## MATERIAL PROVIDED
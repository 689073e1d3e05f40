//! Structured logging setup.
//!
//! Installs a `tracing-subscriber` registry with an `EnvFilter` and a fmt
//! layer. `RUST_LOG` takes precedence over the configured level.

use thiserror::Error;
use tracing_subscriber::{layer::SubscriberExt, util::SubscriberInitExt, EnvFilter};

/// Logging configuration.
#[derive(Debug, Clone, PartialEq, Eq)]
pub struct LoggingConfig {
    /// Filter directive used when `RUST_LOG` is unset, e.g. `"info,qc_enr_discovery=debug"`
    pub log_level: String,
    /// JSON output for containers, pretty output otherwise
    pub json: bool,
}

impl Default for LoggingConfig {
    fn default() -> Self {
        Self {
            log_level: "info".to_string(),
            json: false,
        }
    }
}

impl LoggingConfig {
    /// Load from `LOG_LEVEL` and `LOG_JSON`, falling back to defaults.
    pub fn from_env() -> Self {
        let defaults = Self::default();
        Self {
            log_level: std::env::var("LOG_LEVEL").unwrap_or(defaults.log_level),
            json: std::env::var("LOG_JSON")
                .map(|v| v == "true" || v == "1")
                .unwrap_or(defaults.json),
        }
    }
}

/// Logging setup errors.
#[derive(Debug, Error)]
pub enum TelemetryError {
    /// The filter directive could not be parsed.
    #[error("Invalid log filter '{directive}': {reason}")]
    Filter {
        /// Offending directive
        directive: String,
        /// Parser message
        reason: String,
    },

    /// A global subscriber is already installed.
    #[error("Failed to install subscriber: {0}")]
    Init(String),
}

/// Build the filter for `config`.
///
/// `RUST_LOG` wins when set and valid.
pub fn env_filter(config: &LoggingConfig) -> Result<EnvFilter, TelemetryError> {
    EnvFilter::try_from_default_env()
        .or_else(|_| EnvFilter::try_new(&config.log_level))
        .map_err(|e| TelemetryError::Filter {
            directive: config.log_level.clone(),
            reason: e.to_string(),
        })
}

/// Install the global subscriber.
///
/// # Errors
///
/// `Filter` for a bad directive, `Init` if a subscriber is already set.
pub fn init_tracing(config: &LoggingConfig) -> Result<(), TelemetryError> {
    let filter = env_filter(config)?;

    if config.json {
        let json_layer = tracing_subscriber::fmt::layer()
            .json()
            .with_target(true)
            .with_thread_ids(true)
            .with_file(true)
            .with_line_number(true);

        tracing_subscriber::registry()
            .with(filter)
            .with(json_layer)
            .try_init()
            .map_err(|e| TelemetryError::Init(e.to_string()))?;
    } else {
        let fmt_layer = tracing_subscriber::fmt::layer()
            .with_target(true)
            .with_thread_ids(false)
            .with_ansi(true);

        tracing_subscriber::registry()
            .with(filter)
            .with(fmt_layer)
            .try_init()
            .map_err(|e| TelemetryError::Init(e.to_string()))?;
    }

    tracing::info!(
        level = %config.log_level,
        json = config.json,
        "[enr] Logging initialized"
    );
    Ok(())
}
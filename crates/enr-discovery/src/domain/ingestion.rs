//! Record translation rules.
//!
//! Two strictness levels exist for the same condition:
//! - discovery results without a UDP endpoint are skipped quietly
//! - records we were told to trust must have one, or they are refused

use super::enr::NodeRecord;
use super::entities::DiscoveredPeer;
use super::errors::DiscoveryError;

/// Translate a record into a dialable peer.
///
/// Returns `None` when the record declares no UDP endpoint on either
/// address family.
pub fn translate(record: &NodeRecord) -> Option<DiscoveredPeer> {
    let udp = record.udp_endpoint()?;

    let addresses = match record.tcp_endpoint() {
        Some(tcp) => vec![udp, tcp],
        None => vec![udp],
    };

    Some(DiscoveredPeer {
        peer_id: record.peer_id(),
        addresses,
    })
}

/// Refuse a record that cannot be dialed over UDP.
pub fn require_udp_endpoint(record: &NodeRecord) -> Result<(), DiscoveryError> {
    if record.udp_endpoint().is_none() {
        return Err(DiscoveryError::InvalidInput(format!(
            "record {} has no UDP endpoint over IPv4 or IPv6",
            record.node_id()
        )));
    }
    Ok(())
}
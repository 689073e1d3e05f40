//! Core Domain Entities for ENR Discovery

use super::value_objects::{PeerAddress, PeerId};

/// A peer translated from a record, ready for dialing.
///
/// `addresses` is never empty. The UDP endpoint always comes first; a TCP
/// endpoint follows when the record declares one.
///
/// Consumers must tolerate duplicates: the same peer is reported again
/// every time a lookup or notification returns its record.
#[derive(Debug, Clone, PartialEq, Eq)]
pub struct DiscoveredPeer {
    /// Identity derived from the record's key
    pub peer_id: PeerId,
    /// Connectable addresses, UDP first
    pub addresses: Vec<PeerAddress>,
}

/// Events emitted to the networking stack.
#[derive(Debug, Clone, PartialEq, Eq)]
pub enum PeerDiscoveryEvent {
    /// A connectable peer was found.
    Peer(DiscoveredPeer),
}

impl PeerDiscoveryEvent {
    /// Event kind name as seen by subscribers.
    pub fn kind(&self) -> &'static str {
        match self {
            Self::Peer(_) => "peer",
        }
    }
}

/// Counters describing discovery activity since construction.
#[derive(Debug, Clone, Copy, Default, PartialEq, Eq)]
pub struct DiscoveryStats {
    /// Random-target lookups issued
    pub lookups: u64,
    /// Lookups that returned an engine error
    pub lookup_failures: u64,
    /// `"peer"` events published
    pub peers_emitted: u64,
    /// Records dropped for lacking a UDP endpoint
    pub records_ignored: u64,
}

## PROMPT
The lines to copy are those in the records above containing the word "Some".

## PROBLEM SOLUTION
        Some(tcp) => vec![udp, tcp],
    Some(DiscoveredPeer {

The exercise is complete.